As the answer, give a copy of each line below that includes the word "true".
Segment Open
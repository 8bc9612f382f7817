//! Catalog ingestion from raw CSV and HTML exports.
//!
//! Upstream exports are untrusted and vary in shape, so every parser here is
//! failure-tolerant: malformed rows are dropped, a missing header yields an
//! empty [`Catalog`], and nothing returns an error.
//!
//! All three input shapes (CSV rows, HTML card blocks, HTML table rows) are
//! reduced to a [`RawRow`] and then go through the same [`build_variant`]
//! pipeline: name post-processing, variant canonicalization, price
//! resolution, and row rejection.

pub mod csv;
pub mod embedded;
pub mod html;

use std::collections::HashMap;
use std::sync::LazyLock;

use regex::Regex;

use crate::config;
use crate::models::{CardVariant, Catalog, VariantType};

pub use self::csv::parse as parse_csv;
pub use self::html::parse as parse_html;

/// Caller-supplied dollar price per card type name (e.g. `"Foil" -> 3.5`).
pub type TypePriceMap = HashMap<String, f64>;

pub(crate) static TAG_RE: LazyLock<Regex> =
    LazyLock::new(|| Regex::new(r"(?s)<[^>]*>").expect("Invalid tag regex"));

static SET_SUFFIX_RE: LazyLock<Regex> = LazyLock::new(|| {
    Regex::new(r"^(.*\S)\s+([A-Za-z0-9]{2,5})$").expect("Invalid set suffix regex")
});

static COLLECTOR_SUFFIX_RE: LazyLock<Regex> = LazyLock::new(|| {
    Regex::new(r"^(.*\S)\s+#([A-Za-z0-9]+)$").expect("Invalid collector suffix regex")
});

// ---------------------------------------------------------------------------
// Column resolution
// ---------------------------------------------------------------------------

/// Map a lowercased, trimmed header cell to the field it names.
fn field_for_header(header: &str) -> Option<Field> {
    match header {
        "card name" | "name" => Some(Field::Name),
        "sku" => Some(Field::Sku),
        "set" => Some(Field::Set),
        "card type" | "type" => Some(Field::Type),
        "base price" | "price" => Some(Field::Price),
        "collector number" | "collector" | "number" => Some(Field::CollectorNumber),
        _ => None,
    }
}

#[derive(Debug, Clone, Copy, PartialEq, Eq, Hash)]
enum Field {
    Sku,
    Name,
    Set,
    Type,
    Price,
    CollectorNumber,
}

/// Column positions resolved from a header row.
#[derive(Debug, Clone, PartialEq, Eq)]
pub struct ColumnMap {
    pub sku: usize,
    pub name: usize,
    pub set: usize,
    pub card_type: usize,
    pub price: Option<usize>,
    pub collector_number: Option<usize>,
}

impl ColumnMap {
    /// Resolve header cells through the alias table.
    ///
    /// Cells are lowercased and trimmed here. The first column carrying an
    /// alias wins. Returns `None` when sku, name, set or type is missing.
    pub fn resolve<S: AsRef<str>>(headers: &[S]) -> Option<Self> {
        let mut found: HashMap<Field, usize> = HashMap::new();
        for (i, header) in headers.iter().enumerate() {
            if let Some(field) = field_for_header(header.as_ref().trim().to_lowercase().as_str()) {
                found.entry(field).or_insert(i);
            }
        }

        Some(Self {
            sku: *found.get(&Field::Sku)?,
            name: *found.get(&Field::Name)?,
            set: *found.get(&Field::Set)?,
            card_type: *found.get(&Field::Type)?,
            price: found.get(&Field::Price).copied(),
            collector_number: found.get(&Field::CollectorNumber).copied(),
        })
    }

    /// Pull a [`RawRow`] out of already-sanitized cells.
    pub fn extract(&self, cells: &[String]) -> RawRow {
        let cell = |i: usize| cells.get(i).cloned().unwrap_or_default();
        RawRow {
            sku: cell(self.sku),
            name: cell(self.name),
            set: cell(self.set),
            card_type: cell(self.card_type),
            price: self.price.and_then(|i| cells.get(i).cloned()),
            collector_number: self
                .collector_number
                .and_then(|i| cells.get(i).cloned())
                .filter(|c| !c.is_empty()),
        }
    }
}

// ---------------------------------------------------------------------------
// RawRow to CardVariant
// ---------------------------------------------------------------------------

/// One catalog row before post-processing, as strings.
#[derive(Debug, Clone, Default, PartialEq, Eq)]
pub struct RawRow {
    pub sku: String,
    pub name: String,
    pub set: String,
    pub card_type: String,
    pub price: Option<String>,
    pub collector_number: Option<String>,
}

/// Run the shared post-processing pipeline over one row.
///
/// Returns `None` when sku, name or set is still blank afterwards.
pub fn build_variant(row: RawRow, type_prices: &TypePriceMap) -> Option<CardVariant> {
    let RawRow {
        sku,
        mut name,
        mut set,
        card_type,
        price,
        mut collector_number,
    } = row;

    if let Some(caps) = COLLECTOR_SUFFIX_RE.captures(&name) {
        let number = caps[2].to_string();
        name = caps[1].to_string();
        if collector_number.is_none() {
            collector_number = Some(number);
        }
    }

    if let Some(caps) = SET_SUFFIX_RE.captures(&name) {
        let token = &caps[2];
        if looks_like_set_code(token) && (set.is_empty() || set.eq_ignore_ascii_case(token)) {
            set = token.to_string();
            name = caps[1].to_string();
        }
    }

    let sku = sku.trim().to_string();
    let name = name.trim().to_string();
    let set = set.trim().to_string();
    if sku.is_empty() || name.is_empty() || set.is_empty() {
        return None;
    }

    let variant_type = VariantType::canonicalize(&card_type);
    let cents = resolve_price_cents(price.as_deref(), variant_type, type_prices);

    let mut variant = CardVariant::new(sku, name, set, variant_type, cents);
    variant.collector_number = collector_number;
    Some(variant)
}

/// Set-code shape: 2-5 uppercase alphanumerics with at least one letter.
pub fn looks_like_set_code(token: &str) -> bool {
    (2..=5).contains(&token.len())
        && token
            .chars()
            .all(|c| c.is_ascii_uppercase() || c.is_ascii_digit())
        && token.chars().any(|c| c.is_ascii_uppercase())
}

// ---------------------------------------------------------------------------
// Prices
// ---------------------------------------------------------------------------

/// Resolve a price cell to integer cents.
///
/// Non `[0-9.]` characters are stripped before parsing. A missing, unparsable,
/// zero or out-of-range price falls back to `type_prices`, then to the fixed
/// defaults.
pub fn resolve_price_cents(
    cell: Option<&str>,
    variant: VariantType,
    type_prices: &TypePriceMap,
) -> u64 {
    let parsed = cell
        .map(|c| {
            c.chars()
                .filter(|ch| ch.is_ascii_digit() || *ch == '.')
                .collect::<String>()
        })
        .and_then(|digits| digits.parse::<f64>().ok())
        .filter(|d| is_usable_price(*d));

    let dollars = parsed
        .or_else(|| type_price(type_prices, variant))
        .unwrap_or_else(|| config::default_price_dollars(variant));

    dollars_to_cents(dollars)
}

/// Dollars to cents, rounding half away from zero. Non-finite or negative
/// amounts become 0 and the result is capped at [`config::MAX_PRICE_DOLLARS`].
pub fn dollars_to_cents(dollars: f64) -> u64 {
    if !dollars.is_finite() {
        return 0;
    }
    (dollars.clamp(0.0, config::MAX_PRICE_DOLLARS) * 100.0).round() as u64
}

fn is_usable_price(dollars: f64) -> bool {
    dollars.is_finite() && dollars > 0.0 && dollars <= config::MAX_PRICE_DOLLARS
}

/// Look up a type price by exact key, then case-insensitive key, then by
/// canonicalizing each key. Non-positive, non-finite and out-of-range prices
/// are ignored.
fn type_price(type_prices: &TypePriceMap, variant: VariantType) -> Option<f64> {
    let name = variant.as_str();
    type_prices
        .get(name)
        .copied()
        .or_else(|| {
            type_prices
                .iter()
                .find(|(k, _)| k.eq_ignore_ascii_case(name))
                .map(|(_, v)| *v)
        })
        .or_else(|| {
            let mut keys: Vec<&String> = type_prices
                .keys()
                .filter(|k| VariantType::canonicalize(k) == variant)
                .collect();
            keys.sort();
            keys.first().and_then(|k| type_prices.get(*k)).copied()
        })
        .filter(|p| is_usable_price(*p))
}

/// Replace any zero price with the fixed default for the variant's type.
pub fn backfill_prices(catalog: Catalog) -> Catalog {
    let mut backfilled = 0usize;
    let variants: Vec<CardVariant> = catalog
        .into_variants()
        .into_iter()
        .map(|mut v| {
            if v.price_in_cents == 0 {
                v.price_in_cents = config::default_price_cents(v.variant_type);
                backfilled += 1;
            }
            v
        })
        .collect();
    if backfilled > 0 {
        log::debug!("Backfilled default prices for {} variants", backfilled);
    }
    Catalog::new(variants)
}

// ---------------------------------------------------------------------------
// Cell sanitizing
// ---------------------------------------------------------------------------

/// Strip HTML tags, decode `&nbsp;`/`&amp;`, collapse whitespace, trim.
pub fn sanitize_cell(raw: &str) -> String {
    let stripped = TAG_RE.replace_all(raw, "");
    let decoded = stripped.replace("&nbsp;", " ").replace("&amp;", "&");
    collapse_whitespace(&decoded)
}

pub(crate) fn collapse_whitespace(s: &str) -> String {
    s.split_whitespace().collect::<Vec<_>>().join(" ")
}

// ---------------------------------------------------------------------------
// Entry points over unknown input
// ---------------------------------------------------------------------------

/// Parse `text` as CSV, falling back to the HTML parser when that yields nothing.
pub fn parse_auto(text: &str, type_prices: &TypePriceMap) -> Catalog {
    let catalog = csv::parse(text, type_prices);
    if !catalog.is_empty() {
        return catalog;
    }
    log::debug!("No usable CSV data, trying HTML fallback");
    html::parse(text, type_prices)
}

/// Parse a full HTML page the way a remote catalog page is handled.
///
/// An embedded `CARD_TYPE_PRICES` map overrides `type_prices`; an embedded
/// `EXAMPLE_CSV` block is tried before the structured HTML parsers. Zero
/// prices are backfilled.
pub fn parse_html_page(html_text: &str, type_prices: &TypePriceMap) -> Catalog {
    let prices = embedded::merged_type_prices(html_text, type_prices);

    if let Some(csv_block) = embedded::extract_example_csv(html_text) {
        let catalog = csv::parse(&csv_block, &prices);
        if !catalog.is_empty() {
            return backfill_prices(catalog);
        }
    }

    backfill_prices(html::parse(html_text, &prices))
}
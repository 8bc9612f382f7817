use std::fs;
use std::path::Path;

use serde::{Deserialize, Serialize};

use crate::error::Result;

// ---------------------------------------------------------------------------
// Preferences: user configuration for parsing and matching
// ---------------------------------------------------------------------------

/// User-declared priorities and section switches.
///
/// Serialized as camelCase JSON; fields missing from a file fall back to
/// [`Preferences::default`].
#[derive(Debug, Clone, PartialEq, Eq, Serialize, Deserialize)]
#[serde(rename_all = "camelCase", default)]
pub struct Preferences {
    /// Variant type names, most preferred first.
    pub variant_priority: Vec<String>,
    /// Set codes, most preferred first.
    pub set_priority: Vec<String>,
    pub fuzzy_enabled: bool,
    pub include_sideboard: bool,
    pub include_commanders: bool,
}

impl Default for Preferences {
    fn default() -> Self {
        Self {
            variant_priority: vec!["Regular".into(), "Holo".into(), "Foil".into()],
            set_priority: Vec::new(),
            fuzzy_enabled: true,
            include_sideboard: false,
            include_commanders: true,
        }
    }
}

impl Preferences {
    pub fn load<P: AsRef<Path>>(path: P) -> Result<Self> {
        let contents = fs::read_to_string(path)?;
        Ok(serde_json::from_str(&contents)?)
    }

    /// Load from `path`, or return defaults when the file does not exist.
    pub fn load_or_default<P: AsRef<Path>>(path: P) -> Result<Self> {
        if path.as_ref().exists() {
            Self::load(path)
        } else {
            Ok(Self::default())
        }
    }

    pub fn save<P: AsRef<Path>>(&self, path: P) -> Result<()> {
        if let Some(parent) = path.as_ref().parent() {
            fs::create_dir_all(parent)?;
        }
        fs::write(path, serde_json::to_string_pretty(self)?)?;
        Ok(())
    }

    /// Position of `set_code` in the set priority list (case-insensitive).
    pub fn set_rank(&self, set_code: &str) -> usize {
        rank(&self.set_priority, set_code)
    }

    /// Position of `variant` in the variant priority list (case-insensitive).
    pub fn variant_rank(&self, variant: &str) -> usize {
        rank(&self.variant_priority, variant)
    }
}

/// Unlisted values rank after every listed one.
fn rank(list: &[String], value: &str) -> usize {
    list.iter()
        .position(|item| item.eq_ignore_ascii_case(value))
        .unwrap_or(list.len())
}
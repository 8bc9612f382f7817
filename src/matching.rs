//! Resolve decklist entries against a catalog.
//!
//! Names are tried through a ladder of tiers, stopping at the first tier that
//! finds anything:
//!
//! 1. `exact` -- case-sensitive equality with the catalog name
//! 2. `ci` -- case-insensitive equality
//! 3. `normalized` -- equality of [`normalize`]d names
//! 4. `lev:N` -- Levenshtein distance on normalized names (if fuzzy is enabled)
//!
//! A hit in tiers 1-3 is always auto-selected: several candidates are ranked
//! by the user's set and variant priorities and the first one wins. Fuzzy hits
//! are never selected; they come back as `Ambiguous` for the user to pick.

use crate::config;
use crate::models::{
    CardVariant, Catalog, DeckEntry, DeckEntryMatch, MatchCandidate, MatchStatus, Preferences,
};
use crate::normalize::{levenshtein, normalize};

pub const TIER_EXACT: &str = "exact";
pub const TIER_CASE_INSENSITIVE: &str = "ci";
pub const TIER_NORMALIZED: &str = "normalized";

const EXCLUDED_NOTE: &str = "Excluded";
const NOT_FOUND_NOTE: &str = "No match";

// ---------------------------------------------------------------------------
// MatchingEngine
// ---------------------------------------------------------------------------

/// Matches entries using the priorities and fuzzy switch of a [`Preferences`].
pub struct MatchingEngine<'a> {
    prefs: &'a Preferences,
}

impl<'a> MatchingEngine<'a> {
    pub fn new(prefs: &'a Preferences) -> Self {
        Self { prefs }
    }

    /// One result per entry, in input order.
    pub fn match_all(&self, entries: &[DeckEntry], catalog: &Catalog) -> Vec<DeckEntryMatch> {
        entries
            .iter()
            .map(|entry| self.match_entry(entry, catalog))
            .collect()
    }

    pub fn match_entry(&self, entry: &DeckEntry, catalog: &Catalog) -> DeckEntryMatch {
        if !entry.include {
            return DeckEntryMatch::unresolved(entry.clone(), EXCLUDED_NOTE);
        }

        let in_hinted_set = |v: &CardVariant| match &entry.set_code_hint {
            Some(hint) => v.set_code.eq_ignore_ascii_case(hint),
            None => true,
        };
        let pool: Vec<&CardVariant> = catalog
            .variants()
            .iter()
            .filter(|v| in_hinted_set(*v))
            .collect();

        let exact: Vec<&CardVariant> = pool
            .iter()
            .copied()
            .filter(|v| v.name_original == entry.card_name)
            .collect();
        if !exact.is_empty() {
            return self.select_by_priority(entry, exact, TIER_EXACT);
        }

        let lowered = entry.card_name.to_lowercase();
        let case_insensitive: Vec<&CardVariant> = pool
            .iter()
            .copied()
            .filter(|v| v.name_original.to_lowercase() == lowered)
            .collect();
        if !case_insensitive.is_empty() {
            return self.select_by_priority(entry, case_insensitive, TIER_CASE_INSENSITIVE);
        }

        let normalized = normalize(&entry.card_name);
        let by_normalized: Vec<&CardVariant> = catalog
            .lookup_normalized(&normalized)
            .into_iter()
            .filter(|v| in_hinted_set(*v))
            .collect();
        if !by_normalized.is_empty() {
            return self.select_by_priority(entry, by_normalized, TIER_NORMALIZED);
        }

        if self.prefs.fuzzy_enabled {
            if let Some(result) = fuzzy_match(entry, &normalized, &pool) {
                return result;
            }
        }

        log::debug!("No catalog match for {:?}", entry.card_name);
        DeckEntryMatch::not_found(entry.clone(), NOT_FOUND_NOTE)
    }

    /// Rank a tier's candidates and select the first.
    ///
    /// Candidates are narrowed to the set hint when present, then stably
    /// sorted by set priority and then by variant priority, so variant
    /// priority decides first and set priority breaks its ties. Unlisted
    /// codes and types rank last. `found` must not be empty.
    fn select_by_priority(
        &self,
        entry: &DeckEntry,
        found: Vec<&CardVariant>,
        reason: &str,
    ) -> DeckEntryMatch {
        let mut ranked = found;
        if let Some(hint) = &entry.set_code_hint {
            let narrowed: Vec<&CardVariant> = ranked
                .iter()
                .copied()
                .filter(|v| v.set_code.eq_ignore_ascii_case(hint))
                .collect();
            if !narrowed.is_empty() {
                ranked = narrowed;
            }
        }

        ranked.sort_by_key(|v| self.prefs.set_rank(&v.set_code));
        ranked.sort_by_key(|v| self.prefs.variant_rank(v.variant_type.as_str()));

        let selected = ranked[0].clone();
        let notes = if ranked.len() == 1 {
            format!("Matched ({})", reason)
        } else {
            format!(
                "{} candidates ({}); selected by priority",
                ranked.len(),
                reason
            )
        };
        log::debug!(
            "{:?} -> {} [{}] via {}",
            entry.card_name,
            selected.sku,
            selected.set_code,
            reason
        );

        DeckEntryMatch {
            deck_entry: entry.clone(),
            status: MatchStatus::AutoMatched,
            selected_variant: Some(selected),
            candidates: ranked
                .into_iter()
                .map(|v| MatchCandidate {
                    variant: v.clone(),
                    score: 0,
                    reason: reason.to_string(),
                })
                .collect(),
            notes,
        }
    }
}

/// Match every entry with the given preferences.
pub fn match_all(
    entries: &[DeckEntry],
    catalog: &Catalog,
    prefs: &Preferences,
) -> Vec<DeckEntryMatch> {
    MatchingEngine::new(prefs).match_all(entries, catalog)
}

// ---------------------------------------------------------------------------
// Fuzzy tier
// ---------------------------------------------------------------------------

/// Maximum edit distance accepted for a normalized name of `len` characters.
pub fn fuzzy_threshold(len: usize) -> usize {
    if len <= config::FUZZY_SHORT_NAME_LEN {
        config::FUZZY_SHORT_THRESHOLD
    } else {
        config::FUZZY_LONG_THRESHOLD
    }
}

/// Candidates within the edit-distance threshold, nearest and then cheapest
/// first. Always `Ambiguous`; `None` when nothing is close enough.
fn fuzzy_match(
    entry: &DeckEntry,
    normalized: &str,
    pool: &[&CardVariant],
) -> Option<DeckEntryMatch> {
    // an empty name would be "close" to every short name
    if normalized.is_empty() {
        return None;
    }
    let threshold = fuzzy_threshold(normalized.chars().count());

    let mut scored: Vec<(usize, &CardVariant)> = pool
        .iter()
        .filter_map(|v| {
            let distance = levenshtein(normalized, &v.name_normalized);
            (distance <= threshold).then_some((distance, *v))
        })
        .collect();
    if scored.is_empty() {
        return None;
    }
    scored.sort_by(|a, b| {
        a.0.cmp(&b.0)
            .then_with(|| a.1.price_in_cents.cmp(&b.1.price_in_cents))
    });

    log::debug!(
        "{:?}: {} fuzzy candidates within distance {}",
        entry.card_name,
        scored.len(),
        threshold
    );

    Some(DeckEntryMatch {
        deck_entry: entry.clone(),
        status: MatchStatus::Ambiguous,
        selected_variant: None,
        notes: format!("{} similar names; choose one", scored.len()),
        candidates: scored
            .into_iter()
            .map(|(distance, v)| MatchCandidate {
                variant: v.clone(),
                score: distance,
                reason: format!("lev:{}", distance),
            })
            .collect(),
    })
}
Segment Closed
TASK OUTPUT:
            fuzzy_enabled: true,
            include_commanders: true,
            None => true,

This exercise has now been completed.